WILMINGTON, NC (WECT) - December 1 marks the beginning of the candidate filing period for North Carolina's 2016 elections. Candidates running for federal, state and local races have until December 21 to register, with primary elections scheduled for March 15, 2016, and the General Election scheduled for November 8, 2016.
Voters will have a full slate of races on the ballot. Lawmakers moved all of North Carolina's primary elections from May to March, to take advantage of the expected high voter turnout in the presidential primary, and as a way to save money by avoiding two primary election dates.
Incumbent Sen. Richard Burr (R-NC) is running for re-election in 2016, with several Democrats expected to seek the nomination to run against him. Congressmen David Rouzer (R-NC7) and Walter B. Jones (R-NC3) have announced intentions to run in 2016. Jones will likely face a primary challenge from at least one opponent, Taylor Griffin, who fell short in his 2014 bid by a 51-45 margin.
Governor Pat McCrory (R-NC) will seek a second term, with incumbent Attorney General Roy Cooper as the likely Democratic challenger for the office.
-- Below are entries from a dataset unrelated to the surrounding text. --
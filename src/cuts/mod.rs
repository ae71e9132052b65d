//! The blinding decision engine.
//!
//! ```text
//!   row values + ParameterSnapshot
//!        │
//!        ▼
//!   DetectorCut chain   per detector, first failure wins
//!        │
//!        ▼
//!   EventVeto list      first true veto clears every detector
//!        │
//!        ▼
//!   CutDecision
//! ```
//!
//! Evaluation is a pure function of the current row and the snapshot bound
//! for its series; nothing is cached between rows.

pub mod detector;
pub mod event;
pub mod lite3;
pub mod windows;

use std::collections::BTreeSet;

use crate::data::dataset::EventDataset;
use crate::data::model::{DetectorMode, SeriesId};
use crate::error::BlindResult;
use crate::params::ParameterSnapshot;

/// Roles under which the standard profile attaches its tables.
pub mod role {
    /// Per-detector raw reduced quantities.
    pub const RAW: &str = "raw";
    /// Per-detector calibrated quantities; never read for low-threshold
    /// detectors.
    pub const CALIBRATED: &str = "calibrated";
    /// Per-event raw quantities.
    pub const EVENT: &str = "event";
    /// Per-event calibrated quantities.
    pub const CALIBRATED_EVENT: &str = "calibrated_event";
}

/// Column of the event role carrying the series number.
pub const SERIES_COLUMN: &str = "SeriesNumber";

// ---------------------------------------------------------------------------
// EventRecord – read-only view of the current row
// ---------------------------------------------------------------------------

/// Current-row values of every attached table.
pub trait EventRecord {
    fn detector_count(&self) -> usize;
    fn detector_mode(&self, detector: usize) -> DetectorMode;
    fn detector_value(&self, role: &str, detector: usize, column: &str) -> BlindResult<f64>;
    fn global_value(&self, role: &str, column: &str) -> BlindResult<f64>;
}

impl EventRecord for EventDataset {
    fn detector_count(&self) -> usize {
        self.detectors().len()
    }

    fn detector_mode(&self, detector: usize) -> DetectorMode {
        self.detectors()
            .get(detector)
            .map(|d| d.mode)
            .unwrap_or_default()
    }

    fn detector_value(&self, role: &str, detector: usize, column: &str) -> BlindResult<f64> {
        EventDataset::detector_value(self, role, detector, column)
    }

    fn global_value(&self, role: &str, column: &str) -> BlindResult<f64> {
        EventDataset::global_value(self, role, column)
    }
}

/// Series number of the row currently held by `event`.
pub fn current_series(event: &dyn EventRecord) -> BlindResult<SeriesId> {
    event
        .global_value(role::EVENT, SERIES_COLUMN)
        .map(SeriesId::from_value)
}

// ---------------------------------------------------------------------------
// CutContext – what a predicate may look at
// ---------------------------------------------------------------------------

pub struct CutContext<'a> {
    event: &'a dyn EventRecord,
    params: &'a ParameterSnapshot,
}

impl<'a> CutContext<'a> {
    pub fn new(event: &'a dyn EventRecord, params: &'a ParameterSnapshot) -> Self {
        Self { event, params }
    }

    pub fn detector_count(&self) -> usize {
        self.event.detector_count()
    }

    pub fn detector_mode(&self, detector: usize) -> DetectorMode {
        self.event.detector_mode(detector)
    }

    pub fn raw(&self, detector: usize, column: &str) -> BlindResult<f64> {
        self.event.detector_value(role::RAW, detector, column)
    }

    pub fn calibrated(&self, detector: usize, column: &str) -> BlindResult<f64> {
        self.event.detector_value(role::CALIBRATED, detector, column)
    }

    pub fn event(&self, column: &str) -> BlindResult<f64> {
        self.event.global_value(role::EVENT, column)
    }

    pub fn calibrated_event(&self, column: &str) -> BlindResult<f64> {
        self.event.global_value(role::CALIBRATED_EVENT, column)
    }

    pub fn param(&self, name: &str, detector: usize) -> BlindResult<f64> {
        self.params.get(name, detector)
    }

    pub fn series(&self) -> BlindResult<SeriesId> {
        current_series(self.event)
    }
}

// ---------------------------------------------------------------------------
// Cut traits
// ---------------------------------------------------------------------------

/// One per-detector predicate.  `keeps` returning `false` disqualifies the
/// detector from blinding for this row.
pub trait DetectorCut {
    fn name(&self) -> &'static str;

    /// Snapshot parameters this cut reads.
    fn parameters(&self) -> &'static [&'static str] {
        &[]
    }

    fn keeps(&self, ctx: &CutContext<'_>, detector: usize) -> BlindResult<bool>;
}

/// One per-event predicate.  A true veto disqualifies every detector.
pub trait EventVeto {
    fn name(&self) -> &'static str;

    fn parameters(&self) -> &'static [&'static str] {
        &[]
    }

    fn vetoes(&self, ctx: &CutContext<'_>) -> BlindResult<bool>;
}

// ---------------------------------------------------------------------------
// CutDecision
// ---------------------------------------------------------------------------

/// Outcome of one row.
#[derive(Debug, Clone, PartialEq, Eq)]
pub struct CutDecision {
    pub blinded: Vec<bool>,
    /// First cut that rejected each detector, if any.
    pub rejected_by: Vec<Option<&'static str>>,
    /// Event veto that cleared the row, if any.
    pub veto: Option<&'static str>,
}

impl CutDecision {
    fn new(detectors: usize) -> Self {
        Self {
            blinded: vec![true; detectors],
            rejected_by: vec![None; detectors],
            veto: None,
        }
    }

    pub fn any_blinded(&self) -> bool {
        self.blinded.iter().any(|&b| b)
    }
}

// ---------------------------------------------------------------------------
// CutEvaluator
// ---------------------------------------------------------------------------

pub struct CutEvaluator {
    detector_cuts: Vec<Box<dyn DetectorCut>>,
    event_vetoes: Vec<Box<dyn EventVeto>>,
}

impl CutEvaluator {
    pub fn new(detector_cuts: Vec<Box<dyn DetectorCut>>, event_vetoes: Vec<Box<dyn EventVeto>>) -> Self {
        Self {
            detector_cuts,
            event_vetoes,
        }
    }

    /// The full blinding chain.
    pub fn standard() -> Self {
        Self::new(detector::standard_chain(), event::standard_vetoes())
    }

    /// The CDMSlite chain: energy ceiling and random-trigger veto.
    pub fn lite3() -> Self {
        Self::new(lite3::lite3_chain(), lite3::lite3_vetoes())
    }

    pub fn detector_cut_names(&self) -> impl Iterator<Item = &'static str> + '_ {
        self.detector_cuts.iter().map(|c| c.name())
    }

    pub fn event_veto_names(&self) -> impl Iterator<Item = &'static str> + '_ {
        self.event_vetoes.iter().map(|v| v.name())
    }

    /// Union of every parameter the chain reads, in a stable order.
    pub fn required_parameters(&self) -> Vec<&'static str> {
        let mut seen = BTreeSet::new();
        self.detector_cuts
            .iter()
            .flat_map(|c| c.parameters().iter())
            .chain(self.event_vetoes.iter().flat_map(|v| v.parameters().iter()))
            .copied()
            .filter(|name| seen.insert(*name))
            .collect()
    }

    pub fn evaluate(
        &self,
        event: &dyn EventRecord,
        params: &ParameterSnapshot,
    ) -> BlindResult<CutDecision> {
        let ctx = CutContext::new(event, params);
        let mut decision = CutDecision::new(event.detector_count());

        for detector in 0..decision.blinded.len() {
            for cut in &self.detector_cuts {
                if !cut.keeps(&ctx, detector)? {
                    decision.blinded[detector] = false;
                    decision.rejected_by[detector] = Some(cut.name());
                    break;
                }
            }
        }

        for veto in &self.event_vetoes {
            if veto.vetoes(&ctx)? {
                decision.blinded.iter_mut().for_each(|b| *b = false);
                decision.veto = Some(veto.name());
                break;
            }
        }

        Ok(decision)
    }
}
Both men may face primary challengers.
There will be at least two new members of the Council of State, with Cooper choosing to run for Governor and state Treasurer Janet Cowell announcing plans not to run for re-election.
Voters will also elect at least two new members of the General Assembly. Rep. Rick Catlin (R-NC20) and Rep. Ken Waddell (D-NC46) have said they will not seek new terms. Two candidates from Wilmington, Tammy Covil and Holly Grange, have said they will run for Catlin's seat, while Brenden Jones of Tabor City plans to run for Waddell's office.
Seats on county commissions and school boards will also be decided in 2016. State lawmakers also placed a $2 billion infrastructure bond referendum on the March 15 primary ballot, and leaders in at least one local county are considering a school bond referendum for the November ballot.